■ TASK ITEM: Your reply should be the full listing, copied exactly.
THE DATA Block Start
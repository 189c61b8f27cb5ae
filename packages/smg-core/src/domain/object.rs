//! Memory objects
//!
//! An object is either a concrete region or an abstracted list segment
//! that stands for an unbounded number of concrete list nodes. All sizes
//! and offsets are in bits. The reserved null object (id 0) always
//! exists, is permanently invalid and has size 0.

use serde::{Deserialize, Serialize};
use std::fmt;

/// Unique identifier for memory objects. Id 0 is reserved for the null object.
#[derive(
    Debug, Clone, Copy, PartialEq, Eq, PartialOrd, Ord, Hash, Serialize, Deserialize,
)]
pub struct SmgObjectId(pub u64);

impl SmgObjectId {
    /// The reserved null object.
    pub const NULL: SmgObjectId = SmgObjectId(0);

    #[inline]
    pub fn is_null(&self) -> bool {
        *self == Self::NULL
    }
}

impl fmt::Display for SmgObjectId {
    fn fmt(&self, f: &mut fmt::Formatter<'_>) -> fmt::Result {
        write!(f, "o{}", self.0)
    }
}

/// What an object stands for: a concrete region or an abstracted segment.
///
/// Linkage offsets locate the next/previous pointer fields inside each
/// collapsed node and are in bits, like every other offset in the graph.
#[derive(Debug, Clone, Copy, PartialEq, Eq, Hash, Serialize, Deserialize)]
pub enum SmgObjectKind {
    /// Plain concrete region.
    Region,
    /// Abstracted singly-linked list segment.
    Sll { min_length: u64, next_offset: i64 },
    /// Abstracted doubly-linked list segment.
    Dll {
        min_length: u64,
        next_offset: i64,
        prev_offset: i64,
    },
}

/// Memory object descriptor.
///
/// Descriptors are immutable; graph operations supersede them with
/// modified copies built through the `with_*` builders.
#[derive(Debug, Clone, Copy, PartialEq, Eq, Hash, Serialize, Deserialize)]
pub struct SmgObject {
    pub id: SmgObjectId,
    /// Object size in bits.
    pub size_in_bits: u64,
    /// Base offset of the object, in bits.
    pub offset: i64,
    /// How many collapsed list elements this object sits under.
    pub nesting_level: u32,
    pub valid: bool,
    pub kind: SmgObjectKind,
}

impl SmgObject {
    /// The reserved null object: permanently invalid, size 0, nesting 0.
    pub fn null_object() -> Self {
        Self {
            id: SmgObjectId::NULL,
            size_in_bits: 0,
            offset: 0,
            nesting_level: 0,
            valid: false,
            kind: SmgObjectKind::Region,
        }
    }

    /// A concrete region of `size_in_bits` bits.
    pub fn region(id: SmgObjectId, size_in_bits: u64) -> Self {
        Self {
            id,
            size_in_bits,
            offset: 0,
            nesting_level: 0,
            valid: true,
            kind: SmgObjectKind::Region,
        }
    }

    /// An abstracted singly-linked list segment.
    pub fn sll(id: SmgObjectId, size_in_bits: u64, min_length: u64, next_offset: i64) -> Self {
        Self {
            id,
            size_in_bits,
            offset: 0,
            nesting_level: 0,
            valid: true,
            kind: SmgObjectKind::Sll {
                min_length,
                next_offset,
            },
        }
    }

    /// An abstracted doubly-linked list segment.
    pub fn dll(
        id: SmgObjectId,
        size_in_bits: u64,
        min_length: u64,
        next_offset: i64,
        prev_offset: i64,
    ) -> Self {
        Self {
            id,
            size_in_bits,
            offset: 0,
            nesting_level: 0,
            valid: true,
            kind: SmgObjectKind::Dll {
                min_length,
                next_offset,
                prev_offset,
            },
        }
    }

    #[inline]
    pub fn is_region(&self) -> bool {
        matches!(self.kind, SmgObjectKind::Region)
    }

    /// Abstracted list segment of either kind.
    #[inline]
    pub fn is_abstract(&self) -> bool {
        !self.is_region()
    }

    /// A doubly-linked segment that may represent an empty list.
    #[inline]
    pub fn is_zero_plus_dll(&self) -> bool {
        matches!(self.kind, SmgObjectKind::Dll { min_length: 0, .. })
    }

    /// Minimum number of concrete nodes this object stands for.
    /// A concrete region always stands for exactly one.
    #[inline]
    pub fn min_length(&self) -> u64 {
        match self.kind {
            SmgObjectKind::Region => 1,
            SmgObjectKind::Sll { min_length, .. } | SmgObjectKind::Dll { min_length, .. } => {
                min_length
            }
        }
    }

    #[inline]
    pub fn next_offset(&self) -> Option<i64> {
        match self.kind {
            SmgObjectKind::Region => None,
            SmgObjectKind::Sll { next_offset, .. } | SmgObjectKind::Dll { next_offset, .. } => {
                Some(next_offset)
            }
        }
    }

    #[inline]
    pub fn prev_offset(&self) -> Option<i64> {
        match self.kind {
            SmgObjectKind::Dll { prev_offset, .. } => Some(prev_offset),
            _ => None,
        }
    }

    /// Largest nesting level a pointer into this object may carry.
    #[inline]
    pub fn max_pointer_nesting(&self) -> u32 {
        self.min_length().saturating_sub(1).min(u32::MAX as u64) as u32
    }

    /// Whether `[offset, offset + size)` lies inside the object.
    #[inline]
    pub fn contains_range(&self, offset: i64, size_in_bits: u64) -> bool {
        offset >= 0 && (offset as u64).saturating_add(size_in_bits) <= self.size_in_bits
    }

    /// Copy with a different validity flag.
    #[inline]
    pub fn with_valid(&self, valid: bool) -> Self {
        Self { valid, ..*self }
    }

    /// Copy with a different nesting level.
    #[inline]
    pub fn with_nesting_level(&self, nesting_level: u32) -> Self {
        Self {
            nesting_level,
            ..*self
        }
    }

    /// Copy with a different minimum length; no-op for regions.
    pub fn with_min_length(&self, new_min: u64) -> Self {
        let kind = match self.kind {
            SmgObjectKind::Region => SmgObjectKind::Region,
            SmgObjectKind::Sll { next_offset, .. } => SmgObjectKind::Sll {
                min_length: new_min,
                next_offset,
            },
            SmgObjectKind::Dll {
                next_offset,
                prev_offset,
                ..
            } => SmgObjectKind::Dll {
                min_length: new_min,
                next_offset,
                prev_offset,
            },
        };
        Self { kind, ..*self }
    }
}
THE DATA Block End
■ RESULT OF THIS EXERCISE:
repository 189c61b8f27cb5ae
filename packages/smg-core/src/domain/object.rs
//! Memory objects
//!
//! An object is either a concrete region or an abstracted list segment
//! that stands for an unbounded number of concrete list nodes. All sizes
//! and offsets are in bits. The reserved null object (id 0) always
//! exists, is permanently invalid and has size 0.

use serde::{Deserialize, Serialize};
use std::fmt;

/// Unique identifier for memory objects. Id 0 is reserved for the null object.
#[derive(
    Debug, Clone, Copy, PartialEq, Eq, PartialOrd, Ord, Hash, Serialize, Deserialize,
)]
pub struct SmgObjectId(pub u64);

impl SmgObjectId {
    /// The reserved null object.
    pub const NULL: SmgObjectId = SmgObjectId(0);

    #[inline]
    pub fn is_null(&self) -> bool {
        *self == Self::NULL
    }
}

impl fmt::Display for SmgObjectId {
    fn fmt(&self, f: &mut fmt::Formatter<'_>) -> fmt::Result {
        write!(f, "o{}", self.0)
    }
}

/// What an object stands for: a concrete region or an abstracted segment.
///
/// Linkage offsets locate the next/previous pointer fields inside each
/// collapsed node and are in bits, like every other offset in the graph.
#[derive(Debug, Clone, Copy, PartialEq, Eq, Hash, Serialize, Deserialize)]
pub enum SmgObjectKind {
    /// Plain concrete region.
    Region,
    /// Abstracted singly-linked list segment.
    Sll { min_length: u64, next_offset: i64 },
    /// Abstracted doubly-linked list segment.
    Dll {
        min_length: u64,
        next_offset: i64,
        prev_offset: i64,
    },
}

/// Memory object descriptor.
///
/// Descriptors are immutable; graph operations supersede them with
/// modified copies built through the `with_*` builders.
#[derive(Debug, Clone, Copy, PartialEq, Eq, Hash, Serialize, Deserialize)]
pub struct SmgObject {
    pub id: SmgObjectId,
    /// Object size in bits.
    pub size_in_bits: u64,
    /// Base offset of the object, in bits.
    pub offset: i64,
    /// How many collapsed list elements this object sits under.
    pub nesting_level: u32,
    pub valid: bool,
    pub kind: SmgObjectKind,
}

impl SmgObject {
    /// The reserved null object: permanently invalid, size 0, nesting 0.
    pub fn null_object() -> Self {
        Self {
            id: SmgObjectId::NULL,
            size_in_bits: 0,
            offset: 0,
            nesting_level: 0,
            valid: false,
            kind: SmgObjectKind::Region,
        }
    }

    /// A concrete region of `size_in_bits` bits.
    pub fn region(id: SmgObjectId, size_in_bits: u64) -> Self {
        Self {
            id,
            size_in_bits,
            offset: 0,
            nesting_level: 0,
            valid: true,
            kind: SmgObjectKind::Region,
        }
    }

    /// An abstracted singly-linked list segment.
    pub fn sll(id: SmgObjectId, size_in_bits: u64, min_length: u64, next_offset: i64) -> Self {
        Self {
            id,
            size_in_bits,
            offset: 0,
            nesting_level: 0,
            valid: true,
            kind: SmgObjectKind::Sll {
                min_length,
                next_offset,
            },
        }
    }

    /// An abstracted doubly-linked list segment.
    pub fn dll(
        id: SmgObjectId,
        size_in_bits: u64,
        min_length: u64,
        next_offset: i64,
        prev_offset: i64,
    ) -> Self {
        Self {
            id,
            size_in_bits,
            offset: 0,
            nesting_level: 0,
            valid: true,
            kind: SmgObjectKind::Dll {
                min_length,
                next_offset,
                prev_offset,
            },
        }
    }

    #[inline]
    pub fn is_region(&self) -> bool {
        matches!(self.kind, SmgObjectKind::Region)
    }

    /// Abstracted list segment of either kind.
    #[inline]
    pub fn is_abstract(&self) -> bool {
        !self.is_region()
    }

    /// A doubly-linked segment that may represent an empty list.
    #[inline]
    pub fn is_zero_plus_dll(&self) -> bool {
        matches!(self.kind, SmgObjectKind::Dll { min_length: 0, .. })
    }

    /// Minimum number of concrete nodes this object stands for.
    /// A concrete region always stands for exactly one.
    #[inline]
    pub fn min_length(&self) -> u64 {
        match self.kind {
            SmgObjectKind::Region => 1,
            SmgObjectKind::Sll { min_length, .. } | SmgObjectKind::Dll { min_length, .. } => {
                min_length
            }
        }
    }

    #[inline]
    pub fn next_offset(&self) -> Option<i64> {
        match self.kind {
            SmgObjectKind::Region => None,
            SmgObjectKind::Sll { next_offset, .. } | SmgObjectKind::Dll { next_offset, .. } => {
                Some(next_offset)
            }
        }
    }

    #[inline]
    pub fn prev_offset(&self) -> Option<i64> {
        match self.kind {
            SmgObjectKind::Dll { prev_offset, .. } => Some(prev_offset),
            _ => None,
        }
    }

    /// Largest nesting level a pointer into this object may carry.
    #[inline]
    pub fn max_pointer_nesting(&self) -> u32 {
        self.min_length().saturating_sub(1).min(u32::MAX as u64) as u32
    }

    /// Whether `[offset, offset + size)` lies inside the object.
    #[inline]
    pub fn contains_range(&self, offset: i64, size_in_bits: u64) -> bool {
        offset >= 0 && (offset as u64).saturating_add(size_in_bits) <= self.size_in_bits
    }

    /// Copy with a different validity flag.
    #[inline]
    pub fn with_valid(&self, valid: bool) -> Self {
        Self { valid, ..*self }
    }

    /// Copy with a different nesting level.
    #[inline]
    pub fn with_nesting_level(&self, nesting_level: u32) -> Self {
        Self {
            nesting_level,
            ..*self
        }
    }

    /// Copy with a different minimum length; no-op for regions.
    pub fn with_min_length(&self, new_min: u64) -> Self {
        let kind = match self.kind {
            SmgObjectKind::Region => SmgObjectKind::Region,
            SmgObjectKind::Sll { next_offset, .. } => SmgObjectKind::Sll {
                min_length: new_min,
                next_offset,
            },
            SmgObjectKind::Dll {
                next_offset,
                prev_offset,
                ..
            } => SmgObjectKind::Dll {
                min_length: new_min,
                next_offset,
                prev_offset,
            },
        };
        Self { kind, ..*self }
    }
}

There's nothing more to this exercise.